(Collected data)

· · ·

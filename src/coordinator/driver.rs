//! Effectful driver around the reducer.
//!
//! For each event: read what the reducer needs from the store, reduce, then
//! run the commands in order. A failed read abandons the event; a failed
//! command abandons the commands after it unless it is cosmetic. Nothing is
//! retried. The next activation or classification report reconciles.

use serde::Serialize;
use tracing::{debug, info, warn};

use super::host::{ModeBadge, TabHost};
use super::reducer::reduce;
use super::state::{Command, CoordinatorState, Mode, TabEvent, TabId};
use super::store::StateStore;
use crate::config::CoordinatorConfig;
use crate::error::{HostError, StoreError};

/// A step that failed while handling one event.
#[derive(Debug, Clone, PartialEq, Eq, Serialize)]
pub struct Failure {
    /// `read_mode`, `read_tab`, or a command name.
    pub step: String,
    pub message: String,
}

/// What happened for one event.
#[derive(Debug, Clone, PartialEq, Eq, Serialize)]
pub struct Outcome {
    pub event: TabEvent,
    pub planned: Vec<Command>,
    pub executed: Vec<Command>,
    /// Reloads skipped because the active page is not a web page.
    pub skipped: Vec<Command>,
    pub cosmetic_failures: Vec<Failure>,
    /// The failure that abandoned the event, if any.
    pub failure: Option<Failure>,
}

impl Outcome {
    fn new(event: &TabEvent) -> Self {
        Self {
            event: event.clone(),
            planned: Vec::new(),
            executed: Vec::new(),
            skipped: Vec::new(),
            cosmetic_failures: Vec::new(),
            failure: None,
        }
    }

    pub fn is_complete(&self) -> bool {
        self.failure.is_none()
    }
}

#[derive(Debug)]
enum StepError {
    Store(StoreError),
    Host(HostError),
}

impl std::fmt::Display for StepError {
    fn fmt(&self, f: &mut std::fmt::Formatter<'_>) -> std::fmt::Result {
        match self {
            Self::Store(e) => write!(f, "{e}"),
            Self::Host(e) => write!(f, "{e}"),
        }
    }
}

impl From<StoreError> for StepError {
    fn from(e: StoreError) -> Self {
        Self::Store(e)
    }
}

impl From<HostError> for StepError {
    fn from(e: HostError) -> Self {
        Self::Host(e)
    }
}

enum Executed {
    Done,
    Skipped,
}

/// Per-tab state coordinator.
pub struct Coordinator<S, H> {
    store: S,
    host: H,
    config: CoordinatorConfig,
}

impl<S: StateStore, H: TabHost> Coordinator<S, H> {
    pub fn new(store: S, host: H, config: CoordinatorConfig) -> Self {
        Self {
            store,
            host,
            config,
        }
    }

    pub fn store(&self) -> &S {
        &self.store
    }

    pub fn host(&self) -> &H {
        &self.host
    }

    /// Handle one event to completion or first failure.
    pub async fn handle(&self, event: &TabEvent) -> Outcome {
        let mut outcome = Outcome::new(event);
        let state = match self.load(event).await {
            Ok(state) => state,
            Err((step, e)) => {
                warn!(event = event.name(), step, error = %e, "state read failed, event dropped");
                outcome.failure = Some(Failure {
                    step: step.to_string(),
                    message: e.to_string(),
                });
                return outcome;
            }
        };

        let (_, commands) = reduce(&state, event);
        outcome.planned = commands.clone();

        for command in commands {
            if command.is_cosmetic() {
                self.run_cosmetic(&command, &mut outcome).await;
                outcome.executed.push(command);
                continue;
            }
            match self.execute(&command).await {
                Ok(Executed::Done) => outcome.executed.push(command),
                Ok(Executed::Skipped) => outcome.skipped.push(command),
                Err(e) => {
                    warn!(
                        event = event.name(),
                        tab_id = ?event.tab_id(),
                        step = command.name(),
                        error = %e,
                        "command failed, remaining commands dropped"
                    );
                    outcome.failure = Some(Failure {
                        step: command.name().to_string(),
                        message: e.to_string(),
                    });
                    break;
                }
            }
        }

        debug!(
            event = event.name(),
            planned = outcome.planned.len(),
            executed = outcome.executed.len(),
            "event handled"
        );
        outcome
    }

    /// Handle events strictly one after another.
    pub async fn replay(&self, events: &[TabEvent]) -> Vec<Outcome> {
        let mut outcomes = Vec::with_capacity(events.len());
        for event in events {
            outcomes.push(self.handle(event).await);
        }
        outcomes
    }

    async fn load(&self, event: &TabEvent) -> Result<CoordinatorState, (&'static str, StoreError)> {
        let mut state = CoordinatorState::default();
        if event.reads_mode() {
            let raw = self.store.get_mode().await.map_err(|e| ("read_mode", e))?;
            state.mode = raw.as_deref().and_then(Mode::parse);
            if state.mode.is_none() {
                debug!(raw = ?raw, "persisted mode missing or unrecognized");
            }
        }
        if let (true, Some(tab_id)) = (event.reads_tab(), event.tab_id()) {
            let entry = self.store.get_tab(tab_id).await.map_err(|e| ("read_tab", e))?;
            if let Some(entry) = entry {
                state.tabs.insert(tab_id, entry);
            }
        }
        Ok(state)
    }

    async fn execute(&self, command: &Command) -> Result<Executed, StepError> {
        let path = self.config.stylesheet_path.as_str();
        match command {
            Command::SetMode { mode } => {
                self.store.set_mode(*mode).await?;
                info!(%mode, "mode changed");
            }
            Command::PutTab { tab_id, entry } => self.store.put_tab(*tab_id, entry).await?,
            Command::RemoveTab { tab_id } => self.store.remove_tab(*tab_id).await?,
            Command::InsertCss { tab_id } => {
                self.host.insert_css(*tab_id, path).await?;
                debug!(%tab_id, path, "stylesheet inserted");
            }
            Command::RemoveCss { tab_id } => {
                self.host.remove_css(*tab_id, path).await?;
                debug!(%tab_id, path, "stylesheet removed");
            }
            Command::ReloadWebPage { tab_id } => return self.reload_web_page(*tab_id).await,
            Command::ShowMode { .. } => {}
        }
        Ok(Executed::Done)
    }

    /// Run a command whose failures are logged and recorded but never
    /// abandon the event.
    async fn run_cosmetic(&self, command: &Command, outcome: &mut Outcome) {
        if let Command::ShowMode { mode } = command {
            self.show_mode(*mode, outcome).await;
        }
    }

    async fn reload_web_page(&self, tab_id: TabId) -> Result<Executed, StepError> {
        let url = self.host.active_tab_url().await?;
        let scheme = url
            .as_deref()
            .and_then(|u| u.split_once(':'))
            .map(|(scheme, _)| scheme.to_ascii_lowercase());
        let is_web = scheme
            .as_deref()
            .is_some_and(|s| self.config.reload_schemes.iter().any(|allowed| allowed == s));
        if !is_web {
            debug!(%tab_id, url = ?url, "active page is not a web page, reload skipped");
            return Ok(Executed::Skipped);
        }
        self.host.reload(tab_id, self.config.bypass_cache).await?;
        debug!(%tab_id, "tab reloaded");
        Ok(Executed::Done)
    }

    async fn show_mode(&self, mode: Mode, outcome: &mut Outcome) {
        let badge = ModeBadge::for_mode(mode);
        if let Err(e) = self.host.set_icon(&badge.icons).await {
            warn!(%mode, error = %e, "failed to update icon");
            outcome.cosmetic_failures.push(Failure {
                step: "set_icon".to_string(),
                message: e.to_string(),
            });
        }
        if let Err(e) = self.host.set_title(&badge.title).await {
            warn!(%mode, error = %e, "failed to update title");
            outcome.cosmetic_failures.push(Failure {
                step: "set_title".to_string(),
                message: e.to_string(),
            });
        }
    }
}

· · ·

* **Problem requirements**: Return every entry exactly.

* **Answer**:
filename src/coordinator/driver.rs
//! Effectful driver around the reducer.
//!
//! For each event: read what the reducer needs from the store, reduce, then
//! run the commands in order. A failed read abandons the event; a failed
//! command abandons the commands after it unless it is cosmetic. Nothing is
//! retried. The next activation or classification report reconciles.

use serde::Serialize;
use tracing::{debug, info, warn};

use super::host::{ModeBadge, TabHost};
use super::reducer::reduce;
use super::state::{Command, CoordinatorState, Mode, TabEvent, TabId};
use super::store::StateStore;
use crate::config::CoordinatorConfig;
use crate::error::{HostError, StoreError};

/// A step that failed while handling one event.
#[derive(Debug, Clone, PartialEq, Eq, Serialize)]
pub struct Failure {
    /// `read_mode`, `read_tab`, or a command name.
    pub step: String,
    pub message: String,
}

/// What happened for one event.
#[derive(Debug, Clone, PartialEq, Eq, Serialize)]
pub struct Outcome {
    pub event: TabEvent,
    pub planned: Vec<Command>,
    pub executed: Vec<Command>,
    /// Reloads skipped because the active page is not a web page.
    pub skipped: Vec<Command>,
    pub cosmetic_failures: Vec<Failure>,
    /// The failure that abandoned the event, if any.
    pub failure: Option<Failure>,
}

impl Outcome {
    fn new(event: &TabEvent) -> Self {
        Self {
            event: event.clone(),
            planned: Vec::new(),
            executed: Vec::new(),
            skipped: Vec::new(),
            cosmetic_failures: Vec::new(),
            failure: None,
        }
    }

    pub fn is_complete(&self) -> bool {
        self.failure.is_none()
    }
}

#[derive(Debug)]
enum StepError {
    Store(StoreError),
    Host(HostError),
}

impl std::fmt::Display for StepError {
    fn fmt(&self, f: &mut std::fmt::Formatter<'_>) -> std::fmt::Result {
        match self {
            Self::Store(e) => write!(f, "{e}"),
            Self::Host(e) => write!(f, "{e}"),
        }
    }
}

impl From<StoreError> for StepError {
    fn from(e: StoreError) -> Self {
        Self::Store(e)
    }
}

impl From<HostError> for StepError {
    fn from(e: HostError) -> Self {
        Self::Host(e)
    }
}

enum Executed {
    Done,
    Skipped,
}

/// Per-tab state coordinator.
pub struct Coordinator<S, H> {
    store: S,
    host: H,
    config: CoordinatorConfig,
}

impl<S: StateStore, H: TabHost> Coordinator<S, H> {
    pub fn new(store: S, host: H, config: CoordinatorConfig) -> Self {
        Self {
            store,
            host,
            config,
        }
    }

    pub fn store(&self) -> &S {
        &self.store
    }

    pub fn host(&self) -> &H {
        &self.host
    }

    /// Handle one event to completion or first failure.
    pub async fn handle(&self, event: &TabEvent) -> Outcome {
        let mut outcome = Outcome::new(event);
        let state = match self.load(event).await {
            Ok(state) => state,
            Err((step, e)) => {
                warn!(event = event.name(), step, error = %e, "state read failed, event dropped");
                outcome.failure = Some(Failure {
                    step: step.to_string(),
                    message: e.to_string(),
                });
                return outcome;
            }
        };

        let (_, commands) = reduce(&state, event);
        outcome.planned = commands.clone();

        for command in commands {
            if command.is_cosmetic() {
                self.run_cosmetic(&command, &mut outcome).await;
                outcome.executed.push(command);
                continue;
            }
            match self.execute(&command).await {
                Ok(Executed::Done) => outcome.executed.push(command),
                Ok(Executed::Skipped) => outcome.skipped.push(command),
                Err(e) => {
                    warn!(
                        event = event.name(),
                        tab_id = ?event.tab_id(),
                        step = command.name(),
                        error = %e,
                        "command failed, remaining commands dropped"
                    );
                    outcome.failure = Some(Failure {
                        step: command.name().to_string(),
                        message: e.to_string(),
                    });
                    break;
                }
            }
        }

        debug!(
            event = event.name(),
            planned = outcome.planned.len(),
            executed = outcome.executed.len(),
            "event handled"
        );
        outcome
    }

    /// Handle events strictly one after another.
    pub async fn replay(&self, events: &[TabEvent]) -> Vec<Outcome> {
        let mut outcomes = Vec::with_capacity(events.len());
        for event in events {
            outcomes.push(self.handle(event).await);
        }
        outcomes
    }

    async fn load(&self, event: &TabEvent) -> Result<CoordinatorState, (&'static str, StoreError)> {
        let mut state = CoordinatorState::default();
        if event.reads_mode() {
            let raw = self.store.get_mode().await.map_err(|e| ("read_mode", e))?;
            state.mode = raw.as_deref().and_then(Mode::parse);
            if state.mode.is_none() {
                debug!(raw = ?raw, "persisted mode missing or unrecognized");
            }
        }
        if let (true, Some(tab_id)) = (event.reads_tab(), event.tab_id()) {
            let entry = self.store.get_tab(tab_id).await.map_err(|e| ("read_tab", e))?;
            if let Some(entry) = entry {
                state.tabs.insert(tab_id, entry);
            }
        }
        Ok(state)
    }

    async fn execute(&self, command: &Command) -> Result<Executed, StepError> {
        let path = self.config.stylesheet_path.as_str();
        match command {
            Command::SetMode { mode } => {
                self.store.set_mode(*mode).await?;
                info!(%mode, "mode changed");
            }
            Command::PutTab { tab_id, entry } => self.store.put_tab(*tab_id, entry).await?,
            Command::RemoveTab { tab_id } => self.store.remove_tab(*tab_id).await?,
            Command::InsertCss { tab_id } => {
                self.host.insert_css(*tab_id, path).await?;
                debug!(%tab_id, path, "stylesheet inserted");
            }
            Command::RemoveCss { tab_id } => {
                self.host.remove_css(*tab_id, path).await?;
                debug!(%tab_id, path, "stylesheet removed");
            }
            Command::ReloadWebPage { tab_id } => return self.reload_web_page(*tab_id).await,
            Command::ShowMode { .. } => {}
        }
        Ok(Executed::Done)
    }

    /// Run a command whose failures are logged and recorded but never
    /// abandon the event.
    async fn run_cosmetic(&self, command: &Command, outcome: &mut Outcome) {
        if let Command::ShowMode { mode } = command {
            self.show_mode(*mode, outcome).await;
        }
    }

    async fn reload_web_page(&self, tab_id: TabId) -> Result<Executed, StepError> {
        let url = self.host.active_tab_url().await?;
        let scheme = url
            .as_deref()
            .and_then(|u| u.split_once(':'))
            .map(|(scheme, _)| scheme.to_ascii_lowercase());
        let is_web = scheme
            .as_deref()
            .is_some_and(|s| self.config.reload_schemes.iter().any(|allowed| allowed == s));
        if !is_web {
            debug!(%tab_id, url = ?url, "active page is not a web page, reload skipped");
            return Ok(Executed::Skipped);
        }
        self.host.reload(tab_id, self.config.bypass_cache).await?;
        debug!(%tab_id, "tab reloaded");
        Ok(Executed::Done)
    }

    async fn show_mode(&self, mode: Mode, outcome: &mut Outcome) {
        let badge = ModeBadge::for_mode(mode);
        if let Err(e) = self.host.set_icon(&badge.icons).await {
            warn!(%mode, error = %e, "failed to update icon");
            outcome.cosmetic_failures.push(Failure {
                step: "set_icon".to_string(),
                message: e.to_string(),
            });
        }
        if let Err(e) = self.host.set_title(&badge.title).await {
            warn!(%mode, error = %e, "failed to update title");
            outcome.cosmetic_failures.push(Failure {
                step: "set_title".to_string(),
                message: e.to_string(),
            });
        }
    }
}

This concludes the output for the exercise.